## Information shown
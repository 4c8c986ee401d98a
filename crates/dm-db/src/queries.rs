use std::collections::HashMap;

use chrono::{DateTime, Utc};
use dm_types::api::{
    ChatMessageParams, ChatMessagesAndReactionsParams, NumChatMessagesSince,
    NumChatMessagesSinceParams,
};
use dm_types::models::{ChatMember, ChatMessage, ChatMessageAndReactions, ChatMessageReaction};
use dm_types::timestamp;
use rusqlite::Connection;
use tracing::debug;

use crate::models::{MemberRow, MessageRow, ReactionRow};
use crate::{Database, DbError, Result};

/// Upper bound on bound parameters per reaction lookup statement.
const REACTION_BATCH_SIZE: usize = 500;

impl Database {
    // -- Messages --

    pub fn get_chat_message(&self, params: &ChatMessageParams) -> Result<ChatMessage> {
        self.with_conn(|conn| query_chat_message(conn, params))
    }

    pub fn get_chat_messages_and_reactions(
        &self,
        params: &ChatMessagesAndReactionsParams,
    ) -> Result<Vec<ChatMessageAndReactions>> {
        self.with_conn(|conn| query_chat_messages_and_reactions(conn, params))
    }

    // -- Members --

    pub fn get_chat_member(&self, chat_id: &str, user_id: i32) -> Result<Option<ChatMember>> {
        self.with_conn(|conn| query_chat_member(conn, chat_id, user_id))
    }

    // -- Counts --

    pub fn num_chat_messages_since(
        &self,
        params: &NumChatMessagesSinceParams,
    ) -> Result<NumChatMessagesSince> {
        self.with_conn(|conn| query_num_chat_messages_since(conn, params))
    }
}

/// Point lookup with no visibility filtering; callers authorize first.
pub fn query_chat_message(conn: &Connection, params: &ChatMessageParams) -> Result<ChatMessage> {
    let row = conn
        .query_row(
            "SELECT message_id, chat_id, user_id, created_at, ciphertext
             FROM chat_message
             WHERE chat_id = ?1 AND message_id = ?2",
            (&params.chat_id, &params.message_id),
            MessageRow::from_row,
        )
        .optional()?;

    match row {
        Some(row) => row.into_message(),
        None => Err(DbError::NotFound {
            chat_id: params.chat_id.clone(),
            message_id: params.message_id.clone(),
        }),
    }
}

pub fn query_chat_member(conn: &Connection, chat_id: &str, user_id: i32) -> Result<Option<ChatMember>> {
    conn.query_row(
        "SELECT chat_id, user_id, cleared_history_at
         FROM chat_member
         WHERE chat_id = ?1 AND user_id = ?2",
        (chat_id, user_id),
        MemberRow::from_row,
    )
    .optional()?
    .map(MemberRow::into_member)
    .transpose()
}

/// Newest-first page of a chat as seen by one member, each message merged
/// with its reactions. Non-members get an empty page.
///
/// The page and its reactions are read in one transaction so both come from
/// the same snapshot.
pub fn query_chat_messages_and_reactions(
    conn: &Connection,
    params: &ChatMessagesAndReactionsParams,
) -> Result<Vec<ChatMessageAndReactions>> {
    let tx = conn.unchecked_transaction()?;

    let Some(member) = query_chat_member(&tx, &params.chat_id, params.user_id)? else {
        debug!(
            "User {} is not a member of chat {}; returning empty page",
            params.user_id, params.chat_id
        );
        return Ok(vec![]);
    };

    let lower_bound = params.lower_bound(member.cleared_history_at);
    let messages = query_message_page(&tx, params, &lower_bound)?;

    let message_ids: Vec<&str> = messages.iter().map(|m| m.message_id.as_str()).collect();
    let reactions = query_reactions_for_messages(&tx, &message_ids)?;
    tx.commit()?;

    debug!(
        "Chat {} page for user {}: {} messages, {} reactions",
        params.chat_id,
        params.user_id,
        messages.len(),
        reactions.len()
    );

    let mut by_message: HashMap<String, Vec<ChatMessageReaction>> = HashMap::new();
    for reaction in reactions {
        by_message
            .entry(reaction.message_id.clone())
            .or_default()
            .push(reaction);
    }

    Ok(messages
        .into_iter()
        .map(|message| {
            let reactions = by_message.remove(&message.message_id).unwrap_or_default();
            ChatMessageAndReactions { message, reactions }
        })
        .collect())
}

fn query_message_page(
    conn: &Connection,
    params: &ChatMessagesAndReactionsParams,
    lower_bound: &DateTime<Utc>,
) -> Result<Vec<ChatMessage>> {
    // Membership is re-checked at row level even though the caller already
    // resolved it.
    let mut stmt = conn.prepare(
        "SELECT m.message_id, m.chat_id, m.user_id, m.created_at, m.ciphertext
         FROM chat_message m
         JOIN chat_member cm ON cm.chat_id = m.chat_id AND cm.user_id = ?1
         WHERE m.chat_id = ?2
           AND (?3 IS NULL OR m.created_at < ?3)
           AND (?4 IS NULL OR m.created_at > ?4)
         ORDER BY m.created_at DESC, m.message_id ASC
         LIMIT ?5",
    )?;

    let rows = stmt
        .query_map(
            rusqlite::params![
                params.user_id,
                params.chat_id,
                timestamp::encode_upper_bound(&params.before),
                timestamp::encode_lower_bound(lower_bound),
                params.limit.get(),
            ],
            MessageRow::from_row,
        )?
        .collect::<std::result::Result<Vec<_>, _>>()?;

    rows.into_iter().map(MessageRow::into_message).collect()
}

/// Batch-fetch reactions for a set of message IDs.
pub fn query_reactions_for_messages(
    conn: &Connection,
    message_ids: &[&str],
) -> Result<Vec<ChatMessageReaction>> {
    let mut reactions = Vec::new();

    for chunk in message_ids.chunks(REACTION_BATCH_SIZE) {
        let placeholders: Vec<String> = (1..=chunk.len()).map(|i| format!("?{}", i)).collect();
        let sql = format!(
            "SELECT user_id, message_id, reaction, created_at, updated_at
             FROM chat_message_reactions
             WHERE message_id IN ({})
             ORDER BY message_id, created_at, user_id",
            placeholders.join(", ")
        );

        let mut stmt = conn.prepare(&sql)?;
        let rows = stmt
            .query_map(rusqlite::params_from_iter(chunk), ReactionRow::from_row)?
            .collect::<std::result::Result<Vec<_>, _>>()?;

        for row in rows {
            reactions.push(row.into_reaction()?);
        }
    }

    Ok(reactions)
}

/// Messages *authored by* the user after the cursor, counted per chat.
pub fn query_num_chat_messages_since(
    conn: &Connection,
    params: &NumChatMessagesSinceParams,
) -> Result<NumChatMessagesSince> {
    let counts = conn.query_row(
        "WITH counts_per_chat AS (
             SELECT COUNT(*) AS count
             FROM chat_message
             WHERE user_id = ?1 AND (?2 IS NULL OR created_at > ?2)
             GROUP BY chat_id
         )
         SELECT COALESCE(SUM(count), 0), COALESCE(MAX(count), 0) FROM counts_per_chat",
        (params.user_id, timestamp::encode_lower_bound(&params.cursor)),
        |row| {
            Ok(NumChatMessagesSince {
                total_count: row.get(0)?,
                max_count_per_chat: row.get(1)?,
            })
        },
    )?;

    debug!(
        "User {} authored {} messages since {} (max {} in one chat)",
        params.user_id, counts.total_count, params.cursor, counts.max_count_per_chat
    );
    Ok(counts)
}

/// Extension trait for optional query results
trait OptionalExt<T> {
    fn optional(self) -> Result<Option<T>>;
}

impl<T> OptionalExt<T> for std::result::Result<T, rusqlite::Error> {
    fn optional(self) -> Result<Option<T>> {
        match self {
            Ok(val) => Ok(Some(val)),
            Err(rusqlite::Error::QueryReturnedNoRows) => Ok(None),
            Err(e) => Err(e.into()),
        }
    }
}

## Work required
Find each line in the listing above that contains "lookup", and copy that line.

## Response to the task
/// Upper bound on bound parameters per reaction lookup statement.
/// Point lookup with no visibility filtering; callers authorize first.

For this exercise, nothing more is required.